TASK REQUIREMENTS: All lines in the records below that hold "struct" are to be shown.

Stored data
───
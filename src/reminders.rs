//! Birthday reminders — a periodic sweep over subscriptions.

use std::sync::Arc;

use chrono::{Datelike, Days, Local, NaiveDate};
use tokio::task::JoinHandle;

use crate::channels::{Channel, OutgoingResponse};
use crate::config::ReminderConfig;
use crate::error::DatabaseError;
use crate::models::ReminderTarget;
use crate::store::IdentityStore;

/// Sends "birthday coming up" messages to subscribers.
pub struct ReminderService {
    store: Arc<dyn IdentityStore>,
    channel: Arc<dyn Channel>,
    config: ReminderConfig,
}

impl ReminderService {
    pub fn new(
        store: Arc<dyn IdentityStore>,
        channel: Arc<dyn Channel>,
        config: ReminderConfig,
    ) -> Self {
        Self {
            store,
            channel,
            config,
        }
    }

    /// Start the periodic sweep. The first sweep runs immediately.
    pub fn spawn(self: Arc<Self>) -> JoinHandle<()> {
        tokio::spawn(async move {
            let mut interval = tokio::time::interval(self.config.interval);
            loop {
                interval.tick().await;
                let today = Local::now().date_naive();
                match self.run_once(today).await {
                    Ok(sent) => tracing::info!(sent, %today, "Birthday reminder sweep done"),
                    Err(e) => tracing::error!(error = %e, "Birthday reminder sweep failed"),
                }
            }
        })
    }

    /// Remind every subscriber on this channel whose target's birthday is
    /// exactly `days_before` days after `today`. Returns how many were sent.
    pub async fn run_once(&self, today: NaiveDate) -> Result<usize, DatabaseError> {
        let Some(due_date) = today.checked_add_days(Days::new(u64::from(self.config.days_before)))
        else {
            return Ok(0);
        };

        let targets = self.store.reminder_targets().await?;
        let mut sent = 0;

        for ReminderTarget { subscriber, target } in targets {
            if subscriber.channel != self.channel.name() {
                continue;
            }
            if next_birthday(target.birth_date, today) != Some(due_date) {
                continue;
            }

            let text = format!(
                "🎂 {} has a birthday on {} (in {} days)!",
                target.display_name(),
                due_date.format("%d.%m"),
                self.config.days_before
            );
            match self
                .channel
                .send_to(subscriber.chat_id, OutgoingResponse::text(text))
                .await
            {
                Ok(()) => sent += 1,
                Err(e) => tracing::warn!(
                    chat_id = subscriber.chat_id,
                    target_id = target.id,
                    error = %e,
                    "Failed to send birthday reminder"
                ),
            }
        }

        Ok(sent)
    }
}

/// The birthday's date in `year`. 29 February falls on 28 February in
/// non-leap years.
fn birthday_in(birth: NaiveDate, year: i32) -> Option<NaiveDate> {
    NaiveDate::from_ymd_opt(year, birth.month(), birth.day())
        .or_else(|| NaiveDate::from_ymd_opt(year, birth.month(), birth.day() - 1))
}

/// First birthday on or after `today`.
pub fn next_birthday(birth: NaiveDate, today: NaiveDate) -> Option<NaiveDate> {
    let this_year = birthday_in(birth, today.year())?;
    if this_year >= today {
        Some(this_year)
    } else {
        birthday_in(birth, today.year() + 1)
    }
}
//! Dispatcher wiring: channel stream in, engine replies out.

mod common;

use std::sync::Arc;
use std::sync::atomic::{AtomicBool, Ordering};
use std::time::Duration;

use async_trait::async_trait;
use tokio::sync::Mutex;

use birthday_bot::channels::{Channel, IncomingMessage, MessageStream, OutgoingResponse};
use birthday_bot::conversation::messages as msg;
use birthday_bot::dispatcher::Dispatcher;
use birthday_bot::error::ChannelError;

use common::{FakeDirectory, FakeSearch, harness};

/// Channel that replays a fixed batch of messages and records replies.
struct ScriptedChannel {
    inbox: Mutex<Vec<IncomingMessage>>,
    sent: Mutex<Vec<(i64, String)>>,
    shut_down: AtomicBool,
}

impl ScriptedChannel {
    fn new(messages: Vec<IncomingMessage>) -> Self {
        Self {
            inbox: Mutex::new(messages),
            sent: Mutex::new(Vec::new()),
            shut_down: AtomicBool::new(false),
        }
    }
}

#[async_trait]
impl Channel for ScriptedChannel {
    fn name(&self) -> &str {
        "telegram"
    }

    async fn start(&self) -> Result<MessageStream, ChannelError> {
        let messages = std::mem::take(&mut *self.inbox.lock().await);
        Ok(Box::pin(futures::stream::iter(messages)))
    }

    async fn respond(
        &self,
        msg: &IncomingMessage,
        response: OutgoingResponse,
    ) -> Result<(), ChannelError> {
        self.sent.lock().await.push((msg.chat_id, response.content));
        Ok(())
    }

    async fn send_to(&self, chat_id: i64, response: OutgoingResponse) -> Result<(), ChannelError> {
        self.sent.lock().await.push((chat_id, response.content));
        Ok(())
    }

    async fn shutdown(&self) -> Result<(), ChannelError> {
        self.shut_down.store(true, Ordering::SeqCst);
        Ok(())
    }
}

#[tokio::test]
async fn replies_reach_each_sender_in_order() {
    let h = harness(FakeDirectory::default(), FakeSearch::seeded());
    let messages = (1..=5)
        .map(|id| IncomingMessage::new("telegram", id, id * 10, "/start"))
        .collect();
    let channel = Arc::new(ScriptedChannel::new(messages));

    let dispatcher = Dispatcher::new(h.engine.clone(), channel.clone(), 2);
    dispatcher
        .run_until(std::future::pending())
        .await
        .expect("dispatcher run");

    let sent = channel.sent.lock().await;
    assert_eq!(sent.len(), 10);
    for chat in (1..=5).map(|id| id * 10) {
        let replies: Vec<&str> = sent
            .iter()
            .filter(|(c, _)| *c == chat)
            .map(|(_, text)| text.as_str())
            .collect();
        assert_eq!(replies, vec![msg::WELCOME, msg::ASK_EMAIL]);
    }
    assert_eq!(h.states.len().await, 5);
    assert!(channel.shut_down.load(Ordering::SeqCst));
}

#[tokio::test]
async fn shutdown_signal_stops_before_stream_is_read() {
    let h = harness(FakeDirectory::default(), FakeSearch::seeded());
    let channel = Arc::new(ScriptedChannel::new(vec![IncomingMessage::new(
        "telegram", 1, 1, "/start",
    )]));

    let dispatcher = Dispatcher::new(h.engine.clone(), channel.clone(), 1);
    dispatcher
        .run_until(std::future::ready(()))
        .await
        .expect("dispatcher run");

    assert!(channel.sent.lock().await.is_empty());
    assert!(h.states.is_empty().await);
    assert!(channel.shut_down.load(Ordering::SeqCst));
}

#[tokio::test]
async fn shutdown_wins_while_every_worker_is_stuck() {
    let h = harness(FakeDirectory::default(), FakeSearch::seeded());
    h.accounts.set_stalled(true).await;
    let channel = Arc::new(ScriptedChannel::new(vec![
        IncomingMessage::new("telegram", 1, 1, "/start"),
        IncomingMessage::new("telegram", 2, 2, "/start"),
    ]));

    let dispatcher = Dispatcher::new(h.engine.clone(), channel.clone(), 1)
        .with_drain_timeout(Duration::from_millis(50));
    let finished = tokio::time::timeout(
        Duration::from_secs(5),
        dispatcher.run_until(tokio::time::sleep(Duration::from_millis(100))),
    )
    .await;

    assert!(matches!(finished, Ok(Ok(()))), "dispatcher did not stop");
    assert!(channel.sent.lock().await.is_empty());
    assert!(channel.shut_down.load(Ordering::SeqCst));
}
//! HTTP endpoint behind the emailed activation link.

use std::sync::Arc;

use axum::extract::{Query, State};
use axum::http::StatusCode;
use axum::response::{IntoResponse, Redirect, Response};
use axum::routing::get;
use axum::{Json, Router};
use reqwest::Url;
use serde::Deserialize;
use tower_http::trace::TraceLayer;

use crate::auth::AuthService;
use crate::error::AuthError;
use crate::models::ChannelIdentity;

/// Shared state for activation routes.
#[derive(Clone)]
pub struct ActivationRouteState {
    pub auth: Arc<AuthService>,
}

/// Query of `GET /v1/auth`. Everything is optional here so that missing
/// values produce our own 400 body.
#[derive(Debug, Deserialize)]
pub struct ActivationParams {
    token: Option<String>,
    mtype: Option<String>,
    mid: Option<String>,
    chatid: Option<String>,
    redirect: Option<String>,
}

/// Validated activation request.
#[derive(Debug)]
struct ActivationRequest {
    identity: ChannelIdentity,
    token: String,
    redirect: Url,
}

impl ActivationParams {
    fn validate(self) -> Result<ActivationRequest, String> {
        let token = non_empty(self.token, "token")?;
        let channel = non_empty(self.mtype, "mtype")?;
        let user_id = parse_id(self.mid, "mid")?;
        let chat_id = parse_id(self.chatid, "chatid")?;
        let raw_redirect = non_empty(self.redirect, "redirect")?;
        let redirect = Url::parse(&raw_redirect)
            .ok()
            .filter(|u| matches!(u.scheme(), "http" | "https"))
            .ok_or_else(|| format!("invalid redirect: {raw_redirect}"))?;

        Ok(ActivationRequest {
            identity: ChannelIdentity::new(channel, user_id, chat_id),
            token,
            redirect,
        })
    }
}

fn non_empty(value: Option<String>, name: &str) -> Result<String, String> {
    match value {
        Some(v) if !v.is_empty() => Ok(v),
        _ => Err(format!("missing parameter: {name}")),
    }
}

fn parse_id(value: Option<String>, name: &str) -> Result<i64, String> {
    let raw = non_empty(value, name)?;
    raw.parse()
        .map_err(|_| format!("invalid {name}: {raw}"))
}

fn error_response(status: StatusCode, message: impl Into<String>) -> Response {
    (status, Json(serde_json::json!({ "error": message.into() }))).into_response()
}

/// GET /v1/auth
///
/// Consumes the token and redirects (303) to `redirect`. 400 for bad
/// parameters or a rejected token, 500 when storage fails.
async fn activate(
    State(state): State<ActivationRouteState>,
    Query(params): Query<ActivationParams>,
) -> Response {
    let req = match params.validate() {
        Ok(req) => req,
        Err(message) => {
            tracing::debug!(%message, "Rejected activation request");
            return error_response(StatusCode::BAD_REQUEST, message);
        }
    };

    match state.auth.activate_account(&req.identity, &req.token).await {
        Ok(()) => Redirect::to(req.redirect.as_str()).into_response(),
        Err(AuthError::InvalidToken) => {
            error_response(StatusCode::BAD_REQUEST, "invalid or already used token")
        }
        Err(e) => {
            tracing::error!(error = %e, "Activation failed");
            error_response(StatusCode::INTERNAL_SERVER_ERROR, "activation failed")
        }
    }
}

/// GET /health
async fn health() -> impl IntoResponse {
    Json(serde_json::json!({ "status": "ok" }))
}

/// Build the activation HTTP routes.
pub fn activation_routes(state: ActivationRouteState) -> Router {
    Router::new()
        .route("/v1/auth", get(activate))
        .route("/health", get(health))
        .with_state(state)
        .layer(TraceLayer::new_for_http())
}
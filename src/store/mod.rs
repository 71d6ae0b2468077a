//! Persistence layer — libSQL-backed storage for users, organizations,
//! channel identities and subscriptions.

pub mod libsql_backend;
pub mod migrations;
pub mod traits;

pub use libsql_backend::LibSqlBackend;
pub use traits::IdentityStore;
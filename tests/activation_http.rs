//! Integration tests for the activation endpoint.
//!
//! Each test serves the real routes on a random port and follows the
//! emailed link with an HTTP client that does not chase redirects.

use std::sync::Arc;
use std::time::Duration;

use async_trait::async_trait;
use chrono::NaiveDate;
use reqwest::{StatusCode, Url};
use serde_json::Value;
use tokio::net::TcpListener;
use tokio::sync::Mutex;
use tokio::time::timeout;

use birthday_bot::activation::{ActivationRouteState, activation_routes};
use birthday_bot::auth::{AccountService, AuthService};
use birthday_bot::error::NotifyError;
use birthday_bot::models::{ChannelIdentity, Organization, Person};
use birthday_bot::notify::Notifier;
use birthday_bot::store::LibSqlBackend;

/// Maximum time any request may take before the test counts as hung.
const TEST_TIMEOUT: Duration = Duration::from_secs(5);

const REDIRECT: &str = "https://t.me/GPMHappyBBot";

/// Keeps every email instead of sending it.
#[derive(Default)]
struct Outbox {
    bodies: Mutex<Vec<String>>,
}

#[async_trait]
impl Notifier for Outbox {
    async fn send_email(&self, _to: &str, _subject: &str, body: &str) -> Result<(), NotifyError> {
        self.bodies.lock().await.push(body.to_string());
        Ok(())
    }
}

struct Server {
    base: String,
    auth: Arc<AuthService>,
    outbox: Arc<Outbox>,
    client: reqwest::Client,
}

async fn start_server() -> Server {
    let store = Arc::new(LibSqlBackend::new_memory().await.unwrap());
    let outbox = Arc::new(Outbox::default());
    let listener = TcpListener::bind("127.0.0.1:0").await.unwrap();
    let base = format!("http://{}", listener.local_addr().unwrap());

    let auth = Arc::new(AuthService::new(store, outbox.clone(), base.clone(), REDIRECT));
    let app = activation_routes(ActivationRouteState { auth: auth.clone() });
    tokio::spawn(async move {
        axum::serve(listener, app).await.unwrap();
    });

    let client = reqwest::Client::builder()
        .redirect(reqwest::redirect::Policy::none())
        .build()
        .unwrap();
    Server {
        base,
        auth,
        outbox,
        client,
    }
}

impl Server {
    async fn get(&self, url: &str) -> reqwest::Response {
        timeout(TEST_TIMEOUT, self.client.get(url).send())
            .await
            .expect("request timed out")
            .expect("request failed")
    }

    /// Register Jane and return the link from her activation email.
    async fn register(&self, identity: &ChannelIdentity) -> String {
        let person = Person {
            first_name: "Jane".into(),
            last_name: "Doe".into(),
            patronymic: String::new(),
            birth_date: NaiveDate::from_ymd_opt(1990, 3, 14).unwrap(),
            email: "jane@gazprom-media.ru".into(),
        };
        let org = Organization {
            id: 0,
            name: "Gazprom Media".into(),
            city: "Moscow".into(),
            office: "Main Office".into(),
            department: "Go Dev".into(),
        };
        self.auth
            .register_new_user(&person, identity, &org)
            .await
            .unwrap();

        let bodies = self.outbox.bodies.lock().await;
        bodies[0]
            .lines()
            .find(|l| l.starts_with(&self.base))
            .expect("activation link in email")
            .to_string()
    }
}

#[tokio::test]
async fn activation_link_redirects_and_activates() {
    let server = start_server().await;
    let me = ChannelIdentity::new("telegram", 11, 22);
    let link = server.register(&me).await;
    assert!(!server.auth.is_activated(&me).await.unwrap());

    let resp = server.get(&link).await;

    assert_eq!(resp.status(), StatusCode::SEE_OTHER);
    assert_eq!(resp.headers()["location"], REDIRECT);
    assert!(server.auth.is_activated(&me).await.unwrap());
}

#[tokio::test]
async fn replayed_link_is_rejected() {
    let server = start_server().await;
    let me = ChannelIdentity::new("telegram", 11, 22);
    let link = server.register(&me).await;
    assert_eq!(server.get(&link).await.status(), StatusCode::SEE_OTHER);

    let resp = server.get(&link).await;

    assert_eq!(resp.status(), StatusCode::BAD_REQUEST);
    let body: Value = resp.json().await.unwrap();
    assert!(body["error"].as_str().unwrap().contains("token"));
    assert!(server.auth.is_activated(&me).await.unwrap());
}

#[tokio::test]
async fn link_for_another_identity_is_rejected() {
    let server = start_server().await;
    let me = ChannelIdentity::new("telegram", 11, 22);
    let link = server.register(&me).await;

    let mut forged = Url::parse(&link).unwrap();
    let pairs: Vec<(String, String)> = forged
        .query_pairs()
        .map(|(k, v)| {
            let v = if k == "mid" { "12".to_string() } else { v.into_owned() };
            (k.into_owned(), v)
        })
        .collect();
    forged.query_pairs_mut().clear().extend_pairs(pairs);

    let resp = server.get(forged.as_str()).await;

    assert_eq!(resp.status(), StatusCode::BAD_REQUEST);
    assert!(!server.auth.is_activated(&me).await.unwrap());
}

#[tokio::test]
async fn malformed_query_is_bad_request() {
    let server = start_server().await;

    for query in [
        "",
        "?token=abc&mtype=telegram&mid=x&chatid=1&redirect=https://t.me/x",
        "?token=abc&mtype=telegram&mid=1&chatid=1",
        "?token=abc&mtype=telegram&mid=1&chatid=1&redirect=ftp://t.me/x",
    ] {
        let resp = server.get(&format!("{}/v1/auth{query}", server.base)).await;
        assert_eq!(resp.status(), StatusCode::BAD_REQUEST, "query {query:?}");
        let body: Value = resp.json().await.unwrap();
        assert!(body["error"].is_string());
    }
}

#[tokio::test]
async fn health_reports_ok() {
    let server = start_server().await;

    let resp = server.get(&format!("{}/health", server.base)).await;

    assert_eq!(resp.status(), StatusCode::OK);
    let body: Value = resp.json().await.unwrap();
    assert_eq!(body["status"], "ok");
}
───
PROBLEM SOLUTION:
pub struct ReminderService {
struct ScriptedChannel {
pub struct ActivationRouteState {
pub struct ActivationParams {
struct ActivationRequest {
struct Outbox {
struct Server {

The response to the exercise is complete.